Name | Type | Default value | Description |
---|---|---|---|
name | string | Name of the Semantic Processor. This name is only used for tracing and debugging purposes. | |
contexts | string | Comma-separated list of the ContextNames of the Document Chunks on which this processor should be applied. If this list is empty, all DocumentChunks are processed. | |
dataModelState | string | Is this semantic processor managed by a data model? @enum{null,auto,customized, error}. If null, this semantic processor is not related to the data model. If "auto", this semantic processor is auto-generated by the data model. | |
dataModelClass | string | If dataModelState is either "auto" or "customized", you will find here the name of the DataModelClass that generated this DocumentProcessor. | |
dataModelProperty | string | If dataModelState is either "auto" or "customized", you will find here the name of the DataModelProperty that generated this DocumentProcessor. | |
disabled | boolean | Disables the DocumentProcessor | |
enableApproxMatching | boolean | Enables approximative matching in ontology.
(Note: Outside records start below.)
//! Configuration loader for Parley.
//!
//! Reads `config.toml` from the data directory (`~/.parley/` by default)
//! and deserializes it into [`AppConfig`]. Falls back to defaults when the
//! file is missing or malformed. A few settings can be overridden from the
//! environment.

use std::path::{Path, PathBuf};

use secrecy::SecretString;

use parley_types::config::AppConfig;

use crate::sqlite::pool::default_database_url;

pub const DATA_DIR_ENV: &str = "PARLEY_DATA_DIR";
pub const AUTH_TOKEN_ENV: &str = "PARLEY_AUTH_TOKEN";
pub const DATABASE_URL_ENV: &str = "PARLEY_DATABASE_URL";

/// API key variables, most specific first.
pub const API_KEY_ENVS: [&str; 2] = ["PARLEY_API_KEY", "OPENAI_API_KEY"];

/// Resolve the data directory.
///
/// Priority:
/// 1. `PARLEY_DATA_DIR` environment variable
/// 2. `~/.parley`
pub fn resolve_data_dir() -> PathBuf {
    data_dir_from(|key| std::env::var(key).ok())
}

fn data_dir_from(lookup: impl Fn(&str) -> Option<String>) -> PathBuf {
    if let Some(dir) = lookup(DATA_DIR_ENV).filter(|d| !d.is_empty()) {
        return PathBuf::from(dir);
    }

    if let Some(home) = dirs::home_dir() {
        return home.join(".parley");
    }

    // Last resort: current directory
    PathBuf::from(".parley")
}

/// Load configuration from `{data_dir}/config.toml`.
///
/// - If the file does not exist, returns [`AppConfig::default()`].
/// - If the file exists but fails to parse, logs a warning and returns the default.
/// - Otherwise returns the parsed config.
pub async fn load_config(data_dir: &Path) -> AppConfig {
    let config_path = data_dir.join("config.toml");

    let content = match tokio::fs::read_to_string(&config_path).await {
        Ok(content) => content,
        Err(err) if err.kind() == std::io::ErrorKind::NotFound => {
            tracing::debug!("No config.toml found at {}, using defaults", config_path.display());
            return AppConfig::default();
        }
        Err(err) => {
            tracing::warn!("Failed to read {}: {err}, using defaults", config_path.display());
            return AppConfig::default();
        }
    };

    match toml::from_str::<AppConfig>(&content) {
        Ok(config) => config,
        Err(err) => {
            tracing::warn!(
                "Failed to parse {}: {err}, using defaults",
                config_path.display()
            );
            AppConfig::default()
        }
    }
}

/// Apply environment overrides on top of a loaded config.
///
/// `lookup` is `std::env::var` in production.
pub fn apply_env_overrides(
    mut config: AppConfig,
    lookup: impl Fn(&str) -> Option<String>,
) -> AppConfig {
    if let Some(token) = lookup(AUTH_TOKEN_ENV).filter(|t| !t.is_empty()) {
        config.server.auth_token = Some(token);
    }
    if let Some(url) = lookup(DATABASE_URL_ENV).filter(|u| !u.is_empty()) {
        config.database.url = Some(url);
    }
    config
}

/// Load `config.toml` and apply the process environment.
pub async fn load_effective_config(data_dir: &Path) -> AppConfig {
    apply_env_overrides(load_config(data_dir).await, |key| std::env::var(key).ok())
}

/// The configured database URL, or `parley.db` in the data directory.
pub fn database_url(config: &AppConfig, data_dir: &Path) -> String {
    config
        .database
        .url
        .clone()
        .unwrap_or_else(|| default_database_url(data_dir))
}

/// First non-empty API key among [`API_KEY_ENVS`].
pub fn resolve_api_key(lookup: impl Fn(&str) -> Option<String>) -> Option<SecretString> {
    API_KEY_ENVS
        .iter()
        .find_map(|key| lookup(key).filter(|v| !v.is_empty()))
        .map(SecretString::from)
}

#[cfg(test)]
mod tests {
    use super::*;
    use secrecy::ExposeSecret;
    use std::collections::HashMap;
    use tempfile::TempDir;

    fn env(pairs: &[(&str, &str)]) -> impl Fn(&str) -> Option<String> {
        let map: HashMap<String, String> = pairs
            .iter()
            .map(|(k, v)| (k.to_string(), v.to_string()))
            .collect();
        move |key| map.get(key).cloned()
    }

    #[tokio::test]
    async fn load_config_missing_file_returns_default() {
        let tmp = TempDir::new().unwrap();
        let config = load_config(tmp.path()).await;
        assert_eq!(config.server.port, 8080);
        assert_eq!(config.provider.name, "openai");
        assert!(config.models.is_empty());
    }

    #[tokio::test]
    async fn load_config_valid_toml_returns_parsed() {
        let tmp = TempDir::new().unwrap();
        tokio::fs::write(
            tmp.path().join("config.toml"),
            r#"
[server]
port = 9000
auth_token = "secret"

[chat]
model = "claude-3-5-sonnet"
model_max_tokens = 200000
max_tokens = 2048

[[models]]
pattern = "llama"
tokenizer = "words"
"#,
        )
        .await
        .unwrap();

        let config = load_config(tmp.path()).await;
        assert_eq!(config.server.port, 9000);
        assert_eq!(config.server.auth_token.as_deref(), Some("secret"));
        assert_eq!(config.chat.model, "claude-3-5-sonnet");
        assert_eq!(config.chat.max_tokens, 2048);
        assert_eq!(config.models.len(), 1);
    }

    #[tokio::test]
    async fn load_config_invalid_toml_returns_default() {
        let tmp = TempDir::new().unwrap();
        tokio::fs::write(tmp.path().join("config.toml"), "this is [not valid toml")
            .await
            .unwrap();

        let config = load_config(tmp.path()).await;
        assert_eq!(config.server.port, 8080);
    }

    #[test]
    fn env_overrides_replace_file_values() {
        let mut config = AppConfig::default();
        config.server.auth_token = Some("from-file".to_string());

        let config = apply_env_overrides(
            config,
            env(&[
                (AUTH_TOKEN_ENV, "from-env"),
                (DATABASE_URL_ENV, "sqlite::memory:"),
            ]),
        );
        assert_eq!(config.server.auth_token.as_deref(), Some("from-env"));
        assert_eq!(config.database.url.as_deref(), Some("sqlite::memory:"));
    }

    #[test]
    fn empty_env_values_are_ignored() {
        let mut config = AppConfig::default();
        config.server.auth_token = Some("from-file".to_string());

        let config = apply_env_overrides(config, env(&[(AUTH_TOKEN_ENV, "")]));
        assert_eq!(config.server.auth_token.as_deref(), Some("from-file"));
    }

    #[test]
    fn database_url_defaults_to_data_dir() {
        let config = AppConfig::default();
        let url = database_url(&config, Path::new("/tmp/parley-test"));
        assert_eq!(url, "sqlite:///tmp/parley-test/parley.db?mode=rwc");
    }

    #[test]
    fn api_key_prefers_parley_variable() {
        let key = resolve_api_key(env(&[
            ("PARLEY_API_KEY", "sk-parley"),
            ("OPENAI_API_KEY", "sk-openai"),
        ]))
        .unwrap();
        assert_eq!(key.expose_secret(), "sk-parley");

        let key = resolve_api_key(env(&[("OPENAI_API_KEY", "sk-openai")])).unwrap();
        assert_eq!(key.expose_secret(), "sk-openai");

        assert!(resolve_api_key(env(&[])).is_none());
    }

    #[test]
    fn data_dir_from_env() {
        let dir = data_dir_from(env(&[(DATA_DIR_ENV, "/tmp/test-parley")]));
        assert_eq!(dir, PathBuf::from("/tmp/test-parley"));
    }
}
Approximative matching uses the Damerau-Levenshtein edit distance. | |
minWordSizeForDist1 | int | 3 | Minimum number of chars in token to enable the Damerau-Levenshtein distance of 1. |
minWordSizeForDist2 | int | 8 | Minimum number of chars in token to enable the Damerau-Levenshtein distance of 2. |
resourceDir | string | URL for the directory containing the ontology (data://, file;// or resource://). | |
restrictLanguage | boolean | True | Keeps only the expression added with language == Language.XX or with the document language. For example, if the Ontology contains an expression added with language=En, it will be extracted only for an English document if restrictLanguage is set to true. |
keepLongestMatch | boolean | True | Keeps only the longest match. For example, if you have 5 tokens ('a', 'b', 'c', 'd', 'e') and 4 annotations 'a', 'a-c', 'b-c-d' and 'd-e', this option will only keep 'b-c-d' and remove all other annotations. |
keepLongestMatchInterTag | boolean | Keeps only the longest match (tag independant). For example, if you have 5 tokens ('a', 'b', 'c', 'd', 'e') and 4 annotations 'a', 'a-c', 'b-c-d' and 'd-e', this option will only keep 'b-c-d' and remove all other annotations. | |
tokenizeAnnotations | boolean | If you have some multi-tokens annotations (like "super market" annotation on token "supermarket", this option will automatically subtokenize "supermarket" in "super" "market" and keep original annotations. If you enable this option, keepLongestMatch and keepLongestMatcherInterTag will be set to true. | |
annotationsToIgnore | string | Sets the list of annotations to be ignored (comma-separated). This feature allows you to define a list of words/expressions to ignore in the recognition of this ontology. For example, if you add: • the expressions "of" and "the" with the tag "toIgnore" in ontology A, • and the expression "website embassy" in ontology B with tagsToIgnore="toIgnore", ... you will be able to match "website of the embassy", "website of embassy" and "website embassy". | |
ignoreSpaces | boolean | If your ontology was compiled with matchOnSeparators=false, this allows 'lemonde' to retrieve 'le monde' or 'le monde' to retrieve 'lemonde'. If your ontology was compiled with matchOnSeparators=true, this allows 'le monde' to retrieve 'le monde'. | |
annotationPrefix | string | A prefix to add to each annotation tag. For example, if the package of the entry matched in the ontology is "exalead.location.country" and the annotationPrefix is "myOntology_", an annotation will be added with the tag "myOntology_exalead.location.country". | |
trustLevelBasedDedup | boolean | Keeps only the annotation with the highest trust level when several entries from a package match the same text chunk. |
Name | Type | Description |
---|---|---|
fromDataModel | com.exalead.indexing.analysis.v10.SemanticProcessor | If dataModelState is "customized", you will find here the original semantic processor generated by the data model. Use this to easily revert to "auto" state from "customized". @IgnoreForValueConstructor |